Saint Jacques Street (officially in ), or St. James Street, is a major street in Montreal, Quebec, Canada, running from Old Montreal westward to Lachine.

The street is commonly known by two names, "St. James Street" in English (after St. James's, London) and rue Saint-Jacques in French. Both names are used in English and French, although Saint-Jacques is the most common for geographical reference. St. James Street is usually used in reference to the street's historic importance as a financial district.

History

A main thoroughfare passing through Old Montreal, the street was first opened in 1672. The portion between McGill Street and place Saint Henri was originally called Bonaventure Street (rue Saint-Bonaventure).
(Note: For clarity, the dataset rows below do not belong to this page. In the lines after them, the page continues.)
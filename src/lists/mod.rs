mod dto;
pub mod handlers;
pub mod service;

pub use service::ListService;

use crate::state::AppState;
use axum::Router;

pub fn router() -> Router<AppState> {
    handlers::list_routes()
}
This name has passed down to Place Bonaventure, Bonaventure Expressway, and Bonaventure Metro station, despite the disappearance of their original referents.
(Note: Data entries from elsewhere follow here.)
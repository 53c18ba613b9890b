use std::{sync::Arc, time::Duration};

use anyhow::Context;
use async_trait::async_trait;
use serde::Deserialize;
use tracing::{info, instrument, warn};
use url::form_urlencoded;

use crate::{
    auth::session::Principal,
    config::GoogleConfig,
    error::{AuthError, StoreError},
    model::User,
    store::{timed, UserFilter, UserStore},
};

const FIND_OR_CREATE_ATTEMPTS: usize = 3;

/// What the provider tells us about the person signing in.
#[derive(Debug, Clone, PartialEq, Eq)]
pub struct ProviderProfile {
    pub id: String,
    pub given_name: Option<String>,
    pub display_name: Option<String>,
}

impl ProviderProfile {
    /// Given name when the provider has one, else the first word of the display name.
    pub fn first_name(&self) -> Option<String> {
        self.given_name
            .as_deref()
            .map(str::trim)
            .filter(|n| !n.is_empty())
            .or_else(|| self.display_name.as_deref()?.split_whitespace().next())
            .map(String::from)
    }
}

#[async_trait]
pub trait IdentityProvider: Send + Sync {
    fn authorize_url(&self, state: &str) -> String;
    async fn exchange(&self, code: &str) -> anyhow::Result<ProviderProfile>;
}

const GOOGLE_AUTHORIZE_URL: &str = "https://accounts.google.com/o/oauth2/v2/auth";
const GOOGLE_TOKEN_URL: &str = "https://oauth2.googleapis.com/token";
const GOOGLE_USERINFO_URL: &str = "https://www.googleapis.com/oauth2/v3/userinfo";

pub struct GoogleProvider {
    client: reqwest::Client,
    config: GoogleConfig,
}

#[derive(Deserialize)]
struct GoogleTokenResponse {
    access_token: String,
}

#[derive(Deserialize)]
struct GoogleUserInfo {
    sub: String,
    name: Option<String>,
    given_name: Option<String>,
}

impl GoogleProvider {
    pub fn new(config: GoogleConfig, timeout: Duration) -> anyhow::Result<Self> {
        let client = reqwest::Client::builder()
            .timeout(timeout)
            .build()
            .context("build oauth http client")?;
        Ok(Self { client, config })
    }
}

#[async_trait]
impl IdentityProvider for GoogleProvider {
    fn authorize_url(&self, state: &str) -> String {
        let query = form_urlencoded::Serializer::new(String::new())
            .append_pair("client_id", &self.config.client_id)
            .append_pair("redirect_uri", &self.config.callback_url)
            .append_pair("response_type", "code")
            .append_pair("scope", "profile")
            .append_pair("state", state)
            .finish();
        format!("{GOOGLE_AUTHORIZE_URL}?{query}")
    }

    async fn exchange(&self, code: &str) -> anyhow::Result<ProviderProfile> {
        let token: GoogleTokenResponse = self
            .client
            .post(GOOGLE_TOKEN_URL)
            .form(&[
                ("code", code),
                ("client_id", self.config.client_id.as_str()),
                ("client_secret", self.config.client_secret.as_str()),
                ("redirect_uri", self.config.callback_url.as_str()),
                ("grant_type", "authorization_code"),
            ])
            .send()
            .await
            .context("google token request")?
            .error_for_status()
            .context("google token exchange rejected")?
            .json()
            .await
            .context("google token response")?;

        let info: GoogleUserInfo = self
            .client
            .get(GOOGLE_USERINFO_URL)
            .bearer_auth(&token.access_token)
            .send()
            .await
            .context("google userinfo request")?
            .error_for_status()
            .context("google userinfo rejected")?
            .json()
            .await
            .context("google userinfo response")?;

        Ok(ProviderProfile {
            id: info.sub,
            given_name: info.given_name,
            display_name: info.name,
        })
    }
}

#[derive(Clone)]
pub struct FederatedAuthenticator {
    users: Arc<dyn UserStore>,
    store_timeout: Duration,
}

impl FederatedAuthenticator {
    pub fn new(users: Arc<dyn UserStore>, store_timeout: Duration) -> Self {
        Self {
            users,
            store_timeout,
        }
    }

    async fn find(&self, provider_id: &str) -> Result<Option<User>, AuthError> {
        Ok(timed(
            self.store_timeout,
            self.users.find_one(UserFilter::FederatedId(provider_id)),
        )
        .await?)
    }

    /// Returns the account for `provider_id`, creating it on first sight. Losing an
    /// insert race to a concurrent call falls back to the winner's record.
    #[instrument(skip(self, name_hint))]
    pub async fn resolve_or_create(
        &self,
        provider_id: &str,
        name_hint: Option<&str>,
    ) -> Result<User, AuthError> {
        for _ in 0..FIND_OR_CREATE_ATTEMPTS {
            if let Some(user) = self.find(provider_id).await? {
                return Ok(user);
            }
            let name = name_hint
                .map(str::trim)
                .filter(|n| !n.is_empty())
                .map(String::from);
            let user = User::new_federated(provider_id.to_string(), name);
            match timed(self.store_timeout, self.users.insert(&user)).await {
                Ok(()) => {
                    info!(user_id = %user.id, "federated account created");
                    return Ok(user);
                }
                Err(StoreError::Conflict) => {
                    warn!("federated account created concurrently, re-reading");
                }
                Err(e) => return Err(e.into()),
            }
        }
        Err(anyhow::anyhow!("federated find-or-create did not settle").into())
    }

    /// Attaches `provider_id` to the signed-in local account.
    #[instrument(skip(self, principal), fields(user_id = %principal.id()))]
    pub async fn link(&self, principal: &Principal, provider_id: &str) -> Result<User, AuthError> {
        if let Some(owner) = self.find(provider_id).await? {
            return if owner.id == principal.id() {
                Ok(owner)
            } else {
                Err(AuthError::AlreadyLinked)
            };
        }

        let linked = timed(
            self.store_timeout,
            self.users.link_federated(principal.id(), provider_id),
        )
        .await;
        match linked {
            Ok(Some(user)) => {
                info!("federated identity linked");
                Ok(user)
            }
            // The account already carries a provider id of its own.
            Ok(None) | Err(StoreError::Conflict) => Err(AuthError::AlreadyLinked),
            Err(e) => Err(e.into()),
        }
    }
}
In the second half of the 19th century and the first half of the 20th century, St. James Street was the centre of Montreal's financial district and where several major English insurance, banking, and trust companies built their Canadian head offices. Prior to World War I, Canadian, provincial, and major municipal governments along with important industries such as the railways, public utility and canal companies obtained most of their capital financing in the United Kingdom or the United States. At the end of the War, St. James Street grew rapidly and although by the 1920s there were stock exchanges in  Toronto, Winnipeg, Calgary and Vancouver, St. James Street's stock brokerage houses and the Montreal Stock Exchange were the most important in all of Canada. At the time of its construction in 1928, the Royal Bank of Canada's new headquarters at 360 St. James Street  was the tallest building in the British Empire. The St James St. area was also the head office of the Bank of Montreal, and the informal head office of the Bank of Nova Scotia.  It was also home to the major brokerage houses such as Nesbitt, Thomson and Company, Pitfield, MacKay, Ross, Royal Securities Corporation and others.
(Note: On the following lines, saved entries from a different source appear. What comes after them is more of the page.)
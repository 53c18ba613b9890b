use std::collections::BTreeMap;

use serde::{Deserialize, Serialize};
use time::OffsetDateTime;
use uuid::Uuid;

/// How an account proves who it is. Every variant carries at least one credential,
/// so an account without any way to log in cannot be represented.
#[derive(Clone, PartialEq, Eq)]
pub enum Credentials {
    Local {
        username: String,
        password_hash: String,
    },
    Federated {
        federated_id: String,
    },
    Linked {
        username: String,
        password_hash: String,
        federated_id: String,
    },
}

impl Credentials {
    /// Rebuild credentials from nullable storage columns.
    pub fn from_parts(
        username: Option<String>,
        password_hash: Option<String>,
        federated_id: Option<String>,
    ) -> Option<Self> {
        match (username, password_hash, federated_id) {
            (Some(username), Some(password_hash), None) => Some(Self::Local {
                username,
                password_hash,
            }),
            (Some(username), Some(password_hash), Some(federated_id)) => Some(Self::Linked {
                username,
                password_hash,
                federated_id,
            }),
            (None, None, Some(federated_id)) => Some(Self::Federated { federated_id }),
            _ => None,
        }
    }

    pub fn username(&self) -> Option<&str> {
        match self {
            Self::Local { username, .. } | Self::Linked { username, .. } => Some(username),
            Self::Federated { .. } => None,
        }
    }

    pub fn password_hash(&self) -> Option<&str> {
        match self {
            Self::Local { password_hash, .. } | Self::Linked { password_hash, .. } => {
                Some(password_hash)
            }
            Self::Federated { .. } => None,
        }
    }

    pub fn federated_id(&self) -> Option<&str> {
        match self {
            Self::Federated { federated_id } | Self::Linked { federated_id, .. } => {
                Some(federated_id)
            }
            Self::Local { .. } => None,
        }
    }

    /// Attach a provider identity to a local account. Returns `None` when the
    /// account already carries a federated id.
    pub fn link(self, federated_id: String) -> Option<Self> {
        match self {
            Self::Local {
                username,
                password_hash,
            } => Some(Self::Linked {
                username,
                password_hash,
                federated_id,
            }),
            _ => None,
        }
    }
}

impl std::fmt::Debug for Credentials {
    fn fmt(&self, f: &mut std::fmt::Formatter<'_>) -> std::fmt::Result {
        match self {
            Self::Local { username, .. } => f
                .debug_struct("Local")
                .field("username", username)
                .finish_non_exhaustive(),
            Self::Federated { federated_id } => f
                .debug_struct("Federated")
                .field("federated_id", federated_id)
                .finish(),
            Self::Linked {
                username,
                federated_id,
                ..
            } => f
                .debug_struct("Linked")
                .field("username", username)
                .field("federated_id", federated_id)
                .finish_non_exhaustive(),
        }
    }
}

/// An outstanding email verification. Only the digest of the token is kept.
#[derive(Debug, Clone, PartialEq, Eq)]
pub struct PendingVerification {
    pub token_hash: String,
    pub expires_at: OffsetDateTime,
}

impl PendingVerification {
    /// A token is usable strictly before its expiry instant.
    pub fn is_live(&self, now: OffsetDateTime) -> bool {
        self.expires_at > now
    }
}

/// User record in the store.
#[derive(Debug, Clone, PartialEq)]
pub struct User {
    pub id: Uuid,
    pub name: Option<String>,
    pub credentials: Credentials,
    pub is_verified: bool,
    pub pending_verification: Option<PendingVerification>,
    pub lists: UserLists,
    pub created_at: OffsetDateTime,
}

impl User {
    pub fn new_local(username: String, name: Option<String>, password_hash: String) -> Self {
        Self::with_credentials(
            name,
            Credentials::Local {
                username,
                password_hash,
            },
        )
    }

    pub fn new_federated(federated_id: String, name: Option<String>) -> Self {
        Self::with_credentials(name, Credentials::Federated { federated_id })
    }

    fn with_credentials(name: Option<String>, credentials: Credentials) -> Self {
        Self {
            id: Uuid::new_v4(),
            name,
            credentials,
            is_verified: false,
            pending_verification: None,
            lists: UserLists::default(),
            created_at: OffsetDateTime::now_utc(),
        }
    }

    /// Marks the account verified and drops the pending token.
    pub fn mark_verified(&mut self) {
        self.is_verified = true;
        self.pending_verification = None;
    }
}

/// Outcome of a list mutation. `MissingList` and `Unchanged` are no-ops for callers.
#[derive(Debug, Clone, Copy, PartialEq, Eq)]
pub enum ListOutcome {
    Changed,
    Unchanged,
    MissingList,
}

/// A user's named lists. Names are unique; items keep insertion order and may repeat.
#[derive(Debug, Clone, Default, PartialEq, Eq, Serialize, Deserialize)]
#[serde(transparent)]
pub struct UserLists(BTreeMap<String, Vec<String>>);

impl UserLists {
    pub fn add_list(&mut self, name: &str) -> ListOutcome {
        if self.0.contains_key(name) {
            return ListOutcome::Unchanged;
        }
        self.0.insert(name.to_string(), Vec::new());
        ListOutcome::Changed
    }

    pub fn remove_list(&mut self, name: &str) -> ListOutcome {
        match self.0.remove(name) {
            Some(_) => ListOutcome::Changed,
            None => ListOutcome::MissingList,
        }
    }

    pub fn add_item(&mut self, list: &str, item: &str) -> ListOutcome {
        match self.0.get_mut(list) {
            Some(items) => {
                items.push(item.to_string());
                ListOutcome::Changed
            }
            None => ListOutcome::MissingList,
        }
    }

    /// Removes every occurrence of `item`, keeping the order of what remains.
    pub fn remove_item(&mut self, list: &str, item: &str) -> ListOutcome {
        let Some(items) = self.0.get_mut(list) else {
            return ListOutcome::MissingList;
        };
        let before = items.len();
        items.retain(|existing| existing != item);
        if items.len() == before {
            ListOutcome::Unchanged
        } else {
            ListOutcome::Changed
        }
    }

    /// List names in sorted order.
    pub fn names(&self) -> Vec<String> {
        self.0.keys().cloned().collect()
    }

    /// Items of `list`, empty when the list does not exist.
    pub fn items(&self, list: &str) -> &[String] {
        self.0.get(list).map(Vec::as_slice).unwrap_or(&[])
    }

    #[cfg(test)]
    pub fn contains(&self, list: &str) -> bool {
        self.0.contains_key(list)
    }
}

/// A single mutation of a user's lists, applied atomically by the store.
#[derive(Debug, Clone, PartialEq, Eq)]
pub enum ListOp {
    AddList(String),
    RemoveList(String),
    AddItem { list: String, item: String },
    RemoveItem { list: String, item: String },
}

impl ListOp {
    pub fn apply(&self, lists: &mut UserLists) -> ListOutcome {
        match self {
            Self::AddList(name) => lists.add_list(name),
            Self::RemoveList(name) => lists.remove_list(name),
            Self::AddItem { list, item } => lists.add_item(list, item),
            Self::RemoveItem { list, item } => lists.remove_item(list, item),
        }
    }
}

#[cfg(test)]
mod tests {
    use super::*;

    fn strings(items: &[&str]) -> Vec<String> {
        items.iter().map(|s| s.to_string()).collect()
    }

    #[test]
    fn add_list_is_idempotent() {
        let mut lists = UserLists::default();
        assert_eq!(lists.add_list("groceries"), ListOutcome::Changed);
        assert_eq!(lists.add_list("groceries"), ListOutcome::Unchanged);
        assert_eq!(lists.names(), strings(&["groceries"]));
        assert!(lists.items("groceries").is_empty());
    }

    #[test]
    fn remove_item_drops_every_occurrence() {
        let mut lists = UserLists::default();
        lists.add_list("l");
        for item in ["a", "b", "a", "c"] {
            lists.add_item("l", item);
        }
        assert_eq!(lists.remove_item("l", "a"), ListOutcome::Changed);
        assert_eq!(lists.items("l"), strings(&["b", "c"]).as_slice());
        assert_eq!(lists.remove_item("l", "zzz"), ListOutcome::Unchanged);
    }

    #[test]
    fn operations_on_missing_list_are_no_ops() {
        let mut lists = UserLists::default();
        assert_eq!(lists.add_item("nope", "milk"), ListOutcome::MissingList);
        assert_eq!(lists.remove_item("nope", "milk"), ListOutcome::MissingList);
        assert_eq!(lists.remove_list("nope"), ListOutcome::MissingList);
        assert_eq!(lists, UserLists::default());
        assert!(lists.items("nope").is_empty());
    }

    #[test]
    fn items_keep_insertion_order_and_duplicates() {
        let mut lists = UserLists::default();
        lists.add_list("l");
        for item in ["milk", "eggs", "milk"] {
            ListOp::AddItem {
                list: "l".into(),
                item: item.into(),
            }
            .apply(&mut lists);
        }
        assert_eq!(lists.items("l"), strings(&["milk", "eggs", "milk"]).as_slice());
    }

    #[test]
    fn credentials_from_parts_requires_a_credential() {
        assert!(Credentials::from_parts(None, None, None).is_none());
        assert!(Credentials::from_parts(Some("a@b.c".into()), None, None).is_none());
        let linked =
            Credentials::from_parts(Some("a@b.c".into()), Some("h".into()), Some("g1".into()))
                .expect("linked");
        assert_eq!(linked.username(), Some("a@b.c"));
        assert_eq!(linked.federated_id(), Some("g1"));
    }

    #[test]
    fn credentials_debug_hides_password_hash() {
        let creds = Credentials::Local {
            username: "a@b.c".into(),
            password_hash: "$argon2id$secret".into(),
        };
        assert!(!format!("{creds:?}").contains("argon2id"));
    }

    #[test]
    fn lists_serialize_as_plain_map() {
        let mut lists = UserLists::default();
        lists.add_list("todo");
        lists.add_item("todo", "x");
        let json = serde_json::to_string(&lists).unwrap();
        assert_eq!(json, r#"{"todo":["x"]}"#);
    }
}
Some companies, past and present, located on St. James Street are:

 50 : Ottawa Hotel, Montreal
 60 :  Versailles Building 
 100 : New York Life Insurance Company
 105-107 : Royal Trust
 119 : Bank of Montreal - main Montreal branch
 201-215 : Canadian Pacific Express
 210-212 : Yorkshire Insurance Company
 215 : McMaster Meighen, lawyers
 225 : National Trust Company
 231-235 : Montreal Star
 240 : Guardian Trust Company - The Dominion Bank
 244 : Royal Securities Corporation
 249-251 : Jones-Heward Financial Services
 262-266 : Montreal City and District Savings Bank
 265 : Canadian Bank of Commerce
 275 : Canada Life
 278-288 : Molson Bank
 355 : Merchants Bank of Canada
 360 : Royal Bank of Canada
 388-390 : Sovereign Bank of Canada then Union Bank and Commercial Union Assurance Co.
 393 : Crown Trust Company
 437 : Eastern Townships Bank then the Commercial Union Assurance Co. and the Bank of Nova Scotia

East of Place d'Armes square, the street was home to two French-Canadian financial institutions, the Banque Canadienne Nationale and the Banque du Peuple, long gone now.

Decline
A number chose to gradually move their official head offices to Toronto, Ontario, while others shifted all future expansion to Toronto or other major Canadian centres. As a result, the St. James Street financial district has all but disappeared.

Recent history

During the 1990s, the Montreal Expos baseball club unveiled plans to build a new stadium in downtown Montreal, right off St. Jacques Street, just south of the Bell Centre. When provincial funding for the new building fell through, the Expos did not continue with their plan and sold the property to developers. That stretch of Saint Jacques is now undergoing considerable gentrification.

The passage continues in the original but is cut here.